Hydrogen infrastructure creates uncertainty

Germany's current power sector strategy relies heavily on hydrogen infrastructure development, with plans to construct 10 GW of hydrogen-ready gas-fired power plants. However, the IEEFA expresses scepticism about the supply chain viability of this approach, arguing that high production costs, infrastructure gaps and project execution risks could mean hydrogen power plays a smaller role than government forecasts assume.

Energy sovereignty and security is at the top of many government agendas in 2026. Credit: IEEFA

Germany's Network Development Plan envisions hydrogen power capacity of between 17 and 28 GW by 2045, equivalent to roughly 87% of the country's current gas-fired capacity. Yet IEEFA modelling suggests that if Germany pursues renewable development, battery storage and cross-border grid interconnections, it could source as little as 5% of its electricity from natural gas and hydrogen combined by 2045.

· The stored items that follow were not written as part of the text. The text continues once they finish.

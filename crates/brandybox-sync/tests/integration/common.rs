//! Shared helpers for sync engine integration tests
//!
//! [`MemoryStore`] is an in-process remote store without directories,
//! like the real server. [`Harness`] wires it to a real local filesystem
//! under a temporary directory and a state file in another one.

use std::collections::{BTreeMap, HashMap, HashSet};
use std::path::{Path, PathBuf};
use std::sync::{Arc, Mutex};

use brandybox_core::domain::{ContentHash, EntryKind, RelativePath};
use brandybox_core::ports::{
    ByteReader, IRemoteStore, RemoteItem, TransportError, UploadReceipt,
};
use brandybox_sync::clock::ManualClock;
use brandybox_sync::filesystem::LocalFileSystemAdapter;
use brandybox_sync::metrics::SyncMetrics;
use brandybox_sync::state::StateStore;
use brandybox_sync::{CycleReport, SyncEngine, SyncOptions};
use filetime::FileTime;
use sha2::{Digest, Sha256};
use tempfile::TempDir;
use tokio::io::AsyncReadExt;
use tokio_util::sync::CancellationToken;

/// Base of all modification times used in tests
pub const T: f64 = 1_700_000_000.0;

#[derive(Debug, Clone)]
pub struct StoredFile {
    pub data: Vec<u8>,
    pub modified: f64,
}

#[derive(Default)]
struct Inner {
    files: BTreeMap<String, StoredFile>,
    /// mtime assigned to the next upload
    server_time: f64,
    failures: HashMap<String, TransportError>,
    listing_failure: Option<TransportError>,
    panics: HashSet<String>,
    calls: Vec<String>,
}

/// Remote store kept in memory
pub struct MemoryStore {
    inner: Mutex<Inner>,
    hashed: bool,
}

impl MemoryStore {
    pub fn new() -> Self {
        Self {
            inner: Mutex::new(Inner {
                server_time: T + 1_000.0,
                ..Default::default()
            }),
            hashed: true,
        }
    }

    /// A store whose listing carries sizes but no content hashes
    pub fn without_hashes() -> Self {
        Self {
            hashed: false,
            ..Self::new()
        }
    }

    pub fn put(&self, path: &str, data: &[u8], modified: f64) {
        self.inner.lock().unwrap().files.insert(
            path.to_string(),
            StoredFile {
                data: data.to_vec(),
                modified,
            },
        );
    }

    /// Deletes `path` as another device would
    pub fn remove(&self, path: &str) {
        self.inner.lock().unwrap().files.remove(path);
    }

    pub fn get(&self, path: &str) -> Option<StoredFile> {
        self.inner.lock().unwrap().files.get(path).cloned()
    }

    pub fn paths(&self) -> Vec<String> {
        self.inner.lock().unwrap().files.keys().cloned().collect()
    }

    /// Makes every request for `path` fail with `error` until cleared
    pub fn fail(&self, path: &str, error: TransportError) {
        self.inner
            .lock()
            .unwrap()
            .failures
            .insert(path.to_string(), error);
    }

    pub fn clear_failure(&self, path: &str) {
        self.inner.lock().unwrap().failures.remove(path);
    }

    /// Makes every request for `path` panic, like a bug in the transport
    pub fn panic_on(&self, path: &str) {
        self.inner.lock().unwrap().panics.insert(path.to_string());
    }

    pub fn fail_listing(&self, error: Option<TransportError>) {
        self.inner.lock().unwrap().listing_failure = error;
    }

    /// Every mutating or content call, as `"<op> <path>"`
    pub fn calls(&self) -> Vec<String> {
        self.inner.lock().unwrap().calls.clone()
    }

    pub fn clear_calls(&self) {
        self.inner.lock().unwrap().calls.clear();
    }

    fn check(&self, op: &str, path: &RelativePath) -> Result<(), TransportError> {
        let mut inner = self.inner.lock().unwrap();
        inner.calls.push(format!("{op} {path}"));
        if inner.panics.contains(path.as_str()) {
            // Release the lock so the store outlives the panicking task
            drop(inner);
            panic!("{op} {path} crashed");
        }
        match inner.failures.get(path.as_str()) {
            Some(error) => Err(error.clone()),
            None => Ok(()),
        }
    }
}

pub fn sha256(data: &[u8]) -> ContentHash {
    ContentHash::from_digest(&Sha256::digest(data)).unwrap()
}

#[async_trait::async_trait]
impl IRemoteStore for MemoryStore {
    async fn list_remote(&self) -> Result<Vec<RemoteItem>, TransportError> {
        let inner = self.inner.lock().unwrap();
        if let Some(error) = &inner.listing_failure {
            return Err(error.clone());
        }
        Ok(inner
            .files
            .iter()
            .map(|(path, file)| RemoteItem {
                path: path.clone(),
                kind: EntryKind::File,
                size: Some(file.data.len() as u64),
                modified: file.modified,
                hash: self.hashed.then(|| sha256(&file.data)),
            })
            .collect())
    }

    async fn upload(
        &self,
        path: &RelativePath,
        mut reader: ByteReader,
        _size: u64,
    ) -> Result<UploadReceipt, TransportError> {
        self.check("upload", path)?;
        let mut data = Vec::new();
        reader
            .read_to_end(&mut data)
            .await
            .map_err(|e| TransportError::Network(e.to_string()))?;

        let receipt = UploadReceipt {
            size: Some(data.len() as u64),
            hash: Some(sha256(&data)),
            modified: None,
        };
        let mut inner = self.inner.lock().unwrap();
        inner.server_time += 1.0;
        let modified = inner.server_time;
        inner
            .files
            .insert(path.to_string(), StoredFile { data, modified });
        Ok(receipt)
    }

    async fn download(&self, path: &RelativePath) -> Result<ByteReader, TransportError> {
        self.check("download", path)?;
        let data = self
            .get(path.as_str())
            .ok_or_else(|| TransportError::NotFound(path.to_string()))?
            .data;
        Ok(Box::new(std::io::Cursor::new(data)))
    }

    async fn create_directory(&self, path: &RelativePath) -> Result<(), TransportError> {
        self.check("mkdir", path)
    }

    async fn delete(&self, path: &RelativePath, kind: EntryKind) -> Result<(), TransportError> {
        self.check(&format!("delete-{kind}"), path)?;
        if kind == EntryKind::File {
            self.inner.lock().unwrap().files.remove(path.as_str());
        }
        Ok(())
    }
}

/// A sync root, a state file and an engine connecting them to a store
pub struct Harness {
    pub root_dir: TempDir,
    pub state_dir: TempDir,
    pub store: Arc<MemoryStore>,
    pub clock: ManualClock,
    pub engine: SyncEngine,
}

impl Harness {
    pub async fn new() -> Self {
        Self::with_store(MemoryStore::new()).await
    }

    pub async fn with_store(store: MemoryStore) -> Self {
        let root_dir = TempDir::new().unwrap();
        let state_dir = TempDir::new().unwrap();
        let store = Arc::new(store);
        let clock = ManualClock::new();
        let engine = build_engine(
            root_dir.path(),
            &state_dir.path().join("sync_state.json"),
            store.clone(),
            &clock,
        )
        .await;

        Self {
            root_dir,
            state_dir,
            store,
            clock,
            engine,
        }
    }

    pub fn root(&self) -> &Path {
        self.root_dir.path()
    }

    pub fn state_path(&self) -> PathBuf {
        self.state_dir.path().join("sync_state.json")
    }

    /// Replaces the engine, as after a daemon restart
    pub async fn restart(&mut self) {
        self.engine = build_engine(
            self.root_dir.path(),
            &self.state_path(),
            self.store.clone(),
            &self.clock,
        )
        .await;
    }

    pub async fn sync(&self) -> CycleReport {
        self.engine
            .run_cycle(&CancellationToken::new())
            .await
            .expect("cycle should complete")
    }

    /// The state as persisted on disk
    pub async fn saved_state(&self) -> StateStore {
        StateStore::open(&self.state_path()).await.unwrap()
    }

    pub fn write_local(&self, rel: &str, content: &[u8], modified: f64) {
        let target = self.root().join(rel);
        if let Some(parent) = target.parent() {
            std::fs::create_dir_all(parent).unwrap();
        }
        std::fs::write(&target, content).unwrap();
        filetime::set_file_mtime(&target, FileTime::from_unix_time(modified as i64, 0)).unwrap();
    }

    pub fn mkdir_local(&self, rel: &str) {
        std::fs::create_dir_all(self.root().join(rel)).unwrap();
    }

    pub fn read_local(&self, rel: &str) -> Option<Vec<u8>> {
        std::fs::read(self.root().join(rel)).ok()
    }

    pub fn local_exists(&self, rel: &str) -> bool {
        self.root().join(rel).exists()
    }

    pub fn local_mtime(&self, rel: &str) -> i64 {
        let meta = std::fs::metadata(self.root().join(rel)).unwrap();
        FileTime::from_last_modification_time(&meta).unix_seconds()
    }
}

pub async fn build_engine(
    root: &Path,
    state_path: &Path,
    store: Arc<MemoryStore>,
    clock: &ManualClock,
) -> SyncEngine {
    let state = StateStore::open(state_path).await.unwrap();
    SyncEngine::new(
        SyncOptions::new(root),
        Arc::new(LocalFileSystemAdapter::new()),
        store,
        state,
        Arc::new(clock.clone()),
        Arc::new(SyncMetrics::new().unwrap()),
    )
}

pub fn p(path: &str) -> RelativePath {
    RelativePath::new(path).unwrap()
}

The outlook for carbon capture and storage (CCS) technology also remains uncertain from a procurement perspective. Europe currently has no operational CCS projects attached to gas power plants and IEEFA estimates capture costs alone exceed €150 (US$173) per tonne of CO₂, roughly double the current EU Emissions Trading System price of €76 (US$88).

If Germany attempts to decarbonise its 10 GW portfolio using CCS, subsidy costs could rise into the hundreds of billions.

Major utilities including RWE, EnBW and Uniper together account for a substantial share of Germany's roughly 70 GW of gas and coal-fired capacity. All three have signed long-term LNG supply agreements extending 15 to 20 years, creating what the IEEFA characterises as a procurement mismatch.

Ana Maria Jaller-Makarewicz, Lead Energy Analyst for IEEFA’s Europe team. Credit: IEEFA

Companies planning to decarbonise their gas fleets are simultaneously locking in supply commitments that assume those same assets remain heavily utilised well into the 2040s.

Ana Maria Jaller-Makarewicz, Lead Energy Analyst for IEEFA's Europe team, frames the challenge in stark terms. "The Middle East crisis is Germany's biggest wake-up call to electrify since Russia's 2022 invasion of Ukraine," she says.

"There is significant potential for Germany to accelerate heat pump deployment and curb its reliance on gas imports even further."